§ **Task**
Reproduce each entry exactly as written.
= Beginning of Section =
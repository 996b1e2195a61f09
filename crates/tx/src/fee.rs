//! Gas limit and fee amount resolution.

use kestrel_primitives::{
    alloy_primitives::U256, cancellable, consts::DEFAULT_GAS_LIMIT, numeric::fee_amount,
    CancellationToken, Result,
};
use tracing::debug;

use crate::{
    options::TxOptions,
    pubkey::TxPublicKey,
    remote::ChainQuery,
    tx::{ModeInfo, SignerInfo, Tx},
};

#[derive(Clone, Copy, Debug, PartialEq, Eq)]
pub struct GasFeeResolution {
    pub gas_limit: u64,
    pub fee_amount: U256,
}

/// What a simulation needs besides the draft: the node and the simulating signer's slot.
pub struct Simulation<'a> {
    pub chain: &'a dyn ChainQuery,
    pub public_key: Option<TxPublicKey>,
    pub sequence: u64,
}

/// Resolve `(gas limit, fee amount)` for `draft`.
///
/// An explicit gas limit wins. Without one, the default applies when no node is reachable
/// (`simulation` is `None`), otherwise the simulated gas is scaled by the gas adjustment and
/// rounded up. A failed simulation is returned, never defaulted. The fee is `gas_limit *
/// gas_price` unless given explicitly.
pub async fn resolve(
    options: &TxOptions,
    draft: &Tx,
    simulation: Option<Simulation<'_>>,
    cancel: &CancellationToken,
) -> Result<GasFeeResolution> {
    let gas_limit = match (options.parsed_gas_limit()?, simulation) {
        (Some(explicit), _) => explicit,
        (None, None) => {
            debug!(gas_limit = DEFAULT_GAS_LIMIT, "No endpoint configured, using default gas limit");
            DEFAULT_GAS_LIMIT
        }
        (None, Some(simulation)) => {
            let adjustment = options.parsed_gas_adjustment()?;
            let bytes = simulation_bytes(draft, &simulation, options)?;
            let gas_used = cancellable(cancel, simulation.chain.simulate(bytes)).await?;
            let adjusted = adjustment.apply(gas_used)?;
            debug!(gas_used, %adjustment, gas_limit = adjusted, "Simulated gas");
            adjusted
        }
    };

    let fee_amount = match options.parsed_fee_amount()? {
        Some(explicit) => explicit,
        None => fee_amount(gas_limit, options.parsed_gas_price()?)?,
    };
    debug!(gas_limit, %fee_amount, "Resolved fee");

    Ok(GasFeeResolution {
        gas_limit,
        fee_amount,
    })
}

/// The draft with one placeholder signer slot, as a node expects to simulate it.
fn simulation_bytes(draft: &Tx, simulation: &Simulation<'_>, options: &TxOptions) -> Result<Vec<u8>> {
    let mut tx = draft.clone();
    if let Some(public_key) = &simulation.public_key {
        tx.auth_info.signer_infos = vec![SignerInfo {
            public_key: Some(public_key.clone()),
            mode_info: ModeInfo::single(options.sign_mode),
            sequence: simulation.sequence,
        }];
        tx.signatures = vec![vec![]];
    }
    tx.to_bytes()
}

#[cfg(test)]
mod tests {
    use kestrel_primitives::{Error, ErrorKind, KeyAlgo, PrivateKey};

    use super::*;
    use crate::remote::MockChainQuery;

    fn draft() -> Tx {
        Tx::default()
    }

    fn public_key() -> TxPublicKey {
        PrivateKey::from_slice(KeyAlgo::EthSecp256k1, &[5u8; 32])
            .unwrap()
            .public_key()
            .into()
    }

    #[tokio::test]
    async fn offline_uses_default_and_exact_fee() {
        let options = TxOptions::default().with_gas_adjustment("1.0");
        let res = resolve(&options, &draft(), None, &CancellationToken::new())
            .await
            .unwrap();
        assert_eq!(res.gas_limit, 250_000);
        assert_eq!(res.fee_amount.to_string(), "212500000000000000");
    }

    #[tokio::test]
    async fn explicit_values_win() {
        let mut chain = MockChainQuery::new();
        chain.expect_simulate().never();
        let options = TxOptions::default()
            .with_gas_limit("100")
            .with_fee_amount("7axpriv");
        let simulation = Simulation {
            chain: &chain,
            public_key: None,
            sequence: 0,
        };
        let res = resolve(&options, &draft(), Some(simulation), &CancellationToken::new())
            .await
            .unwrap();
        assert_eq!(res.gas_limit, 100);
        assert_eq!(res.fee_amount, U256::from(7));
    }

    #[tokio::test]
    async fn simulated_gas_is_adjusted_up() {
        let mut chain = MockChainQuery::new();
        chain
            .expect_simulate()
            .withf(|bytes| Tx::from_bytes(bytes).map(|tx| tx.signatures.len() == 1).unwrap_or(false))
            .times(1)
            .returning(|_| Ok(100_001));
        let options = TxOptions::default().with_gas_adjustment("1.5").with_gas_price("2");
        let simulation = Simulation {
            chain: &chain,
            public_key: Some(public_key()),
            sequence: 9,
        };
        let res = resolve(&options, &draft(), Some(simulation), &CancellationToken::new())
            .await
            .unwrap();
        assert_eq!(res.gas_limit, 150_002);
        assert_eq!(res.fee_amount, U256::from(300_004));
    }

    #[tokio::test]
    async fn simulate_failure_is_remote_error() {
        let mut chain = MockChainQuery::new();
        chain
            .expect_simulate()
            .returning(|_| Err(Error::remote("simulate", "connection refused")));
        let simulation = Simulation {
            chain: &chain,
            public_key: None,
            sequence: 0,
        };
        let err = resolve(
            &TxOptions::default(),
            &draft(),
            Some(simulation),
            &CancellationToken::new(),
        )
        .await
        .unwrap_err();
        assert_eq!(err.kind(), ErrorKind::RemoteRequest);
    }

    #[tokio::test]
    async fn malformed_price_is_parse_error() {
        let options = TxOptions::default().with_gas_price("lots");
        let err = resolve(&options, &draft(), None, &CancellationToken::new())
            .await
            .unwrap_err();
        assert_eq!(err.kind(), ErrorKind::Parse);
    }

    #[tokio::test]
    async fn cancelled_simulation() {
        let mut chain = MockChainQuery::new();
        chain.expect_simulate().returning(|_| Ok(1));
        let token = CancellationToken::new();
        token.cancel();
        let simulation = Simulation {
            chain: &chain,
            public_key: None,
            sequence: 0,
        };
        let err = resolve(&TxOptions::default(), &draft(), Some(simulation), &token)
            .await
            .unwrap_err();
        assert!(matches!(err, Error::Cancelled));
    }
}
= End of Section =
§ **Result of the exercise**
repository 996b1e2195a61f09
filename crates/tx/src/fee.rs
//! Gas limit and fee amount resolution.

use kestrel_primitives::{
    alloy_primitives::U256, cancellable, consts::DEFAULT_GAS_LIMIT, numeric::fee_amount,
    CancellationToken, Result,
};
use tracing::debug;

use crate::{
    options::TxOptions,
    pubkey::TxPublicKey,
    remote::ChainQuery,
    tx::{ModeInfo, SignerInfo, Tx},
};

#[derive(Clone, Copy, Debug, PartialEq, Eq)]
pub struct GasFeeResolution {
    pub gas_limit: u64,
    pub fee_amount: U256,
}

/// What a simulation needs besides the draft: the node and the simulating signer's slot.
pub struct Simulation<'a> {
    pub chain: &'a dyn ChainQuery,
    pub public_key: Option<TxPublicKey>,
    pub sequence: u64,
}

/// Resolve `(gas limit, fee amount)` for `draft`.
///
/// An explicit gas limit wins. Without one, the default applies when no node is reachable
/// (`simulation` is `None`), otherwise the simulated gas is scaled by the gas adjustment and
/// rounded up. A failed simulation is returned, never defaulted. The fee is `gas_limit *
/// gas_price` unless given explicitly.
pub async fn resolve(
    options: &TxOptions,
    draft: &Tx,
    simulation: Option<Simulation<'_>>,
    cancel: &CancellationToken,
) -> Result<GasFeeResolution> {
    let gas_limit = match (options.parsed_gas_limit()?, simulation) {
        (Some(explicit), _) => explicit,
        (None, None) => {
            debug!(gas_limit = DEFAULT_GAS_LIMIT, "No endpoint configured, using default gas limit");
            DEFAULT_GAS_LIMIT
        }
        (None, Some(simulation)) => {
            let adjustment = options.parsed_gas_adjustment()?;
            let bytes = simulation_bytes(draft, &simulation, options)?;
            let gas_used = cancellable(cancel, simulation.chain.simulate(bytes)).await?;
            let adjusted = adjustment.apply(gas_used)?;
            debug!(gas_used, %adjustment, gas_limit = adjusted, "Simulated gas");
            adjusted
        }
    };

    let fee_amount = match options.parsed_fee_amount()? {
        Some(explicit) => explicit,
        None => fee_amount(gas_limit, options.parsed_gas_price()?)?,
    };
    debug!(gas_limit, %fee_amount, "Resolved fee");

    Ok(GasFeeResolution {
        gas_limit,
        fee_amount,
    })
}

/// The draft with one placeholder signer slot, as a node expects to simulate it.
fn simulation_bytes(draft: &Tx, simulation: &Simulation<'_>, options: &TxOptions) -> Result<Vec<u8>> {
    let mut tx = draft.clone();
    if let Some(public_key) = &simulation.public_key {
        tx.auth_info.signer_infos = vec![SignerInfo {
            public_key: Some(public_key.clone()),
            mode_info: ModeInfo::single(options.sign_mode),
            sequence: simulation.sequence,
        }];
        tx.signatures = vec![vec![]];
    }
    tx.to_bytes()
}

#[cfg(test)]
mod tests {
    use kestrel_primitives::{Error, ErrorKind, KeyAlgo, PrivateKey};

    use super::*;
    use crate::remote::MockChainQuery;

    fn draft() -> Tx {
        Tx::default()
    }

    fn public_key() -> TxPublicKey {
        PrivateKey::from_slice(KeyAlgo::EthSecp256k1, &[5u8; 32])
            .unwrap()
            .public_key()
            .into()
    }

    #[tokio::test]
    async fn offline_uses_default_and_exact_fee() {
        let options = TxOptions::default().with_gas_adjustment("1.0");
        let res = resolve(&options, &draft(), None, &CancellationToken::new())
            .await
            .unwrap();
        assert_eq!(res.gas_limit, 250_000);
        assert_eq!(res.fee_amount.to_string(), "212500000000000000");
    }

    #[tokio::test]
    async fn explicit_values_win() {
        let mut chain = MockChainQuery::new();
        chain.expect_simulate().never();
        let options = TxOptions::default()
            .with_gas_limit("100")
            .with_fee_amount("7axpriv");
        let simulation = Simulation {
            chain: &chain,
            public_key: None,
            sequence: 0,
        };
        let res = resolve(&options, &draft(), Some(simulation), &CancellationToken::new())
            .await
            .unwrap();
        assert_eq!(res.gas_limit, 100);
        assert_eq!(res.fee_amount, U256::from(7));
    }

    #[tokio::test]
    async fn simulated_gas_is_adjusted_up() {
        let mut chain = MockChainQuery::new();
        chain
            .expect_simulate()
            .withf(|bytes| Tx::from_bytes(bytes).map(|tx| tx.signatures.len() == 1).unwrap_or(false))
            .times(1)
            .returning(|_| Ok(100_001));
        let options = TxOptions::default().with_gas_adjustment("1.5").with_gas_price("2");
        let simulation = Simulation {
            chain: &chain,
            public_key: Some(public_key()),
            sequence: 9,
        };
        let res = resolve(&options, &draft(), Some(simulation), &CancellationToken::new())
            .await
            .unwrap();
        assert_eq!(res.gas_limit, 150_002);
        assert_eq!(res.fee_amount, U256::from(300_004));
    }

    #[tokio::test]
    async fn simulate_failure_is_remote_error() {
        let mut chain = MockChainQuery::new();
        chain
            .expect_simulate()
            .returning(|_| Err(Error::remote("simulate", "connection refused")));
        let simulation = Simulation {
            chain: &chain,
            public_key: None,
            sequence: 0,
        };
        let err = resolve(
            &TxOptions::default(),
            &draft(),
            Some(simulation),
            &CancellationToken::new(),
        )
        .await
        .unwrap_err();
        assert_eq!(err.kind(), ErrorKind::RemoteRequest);
    }

    #[tokio::test]
    async fn malformed_price_is_parse_error() {
        let options = TxOptions::default().with_gas_price("lots");
        let err = resolve(&options, &draft(), None, &CancellationToken::new())
            .await
            .unwrap_err();
        assert_eq!(err.kind(), ErrorKind::Parse);
    }

    #[tokio::test]
    async fn cancelled_simulation() {
        let mut chain = MockChainQuery::new();
        chain.expect_simulate().returning(|_| Ok(1));
        let token = CancellationToken::new();
        token.cancel();
        let simulation = Simulation {
            chain: &chain,
            public_key: None,
            sequence: 0,
        };
        let err = resolve(&TxOptions::default(), &draft(), Some(simulation), &token)
            .await
            .unwrap_err();
        assert!(matches!(err, Error::Cancelled));
    }
}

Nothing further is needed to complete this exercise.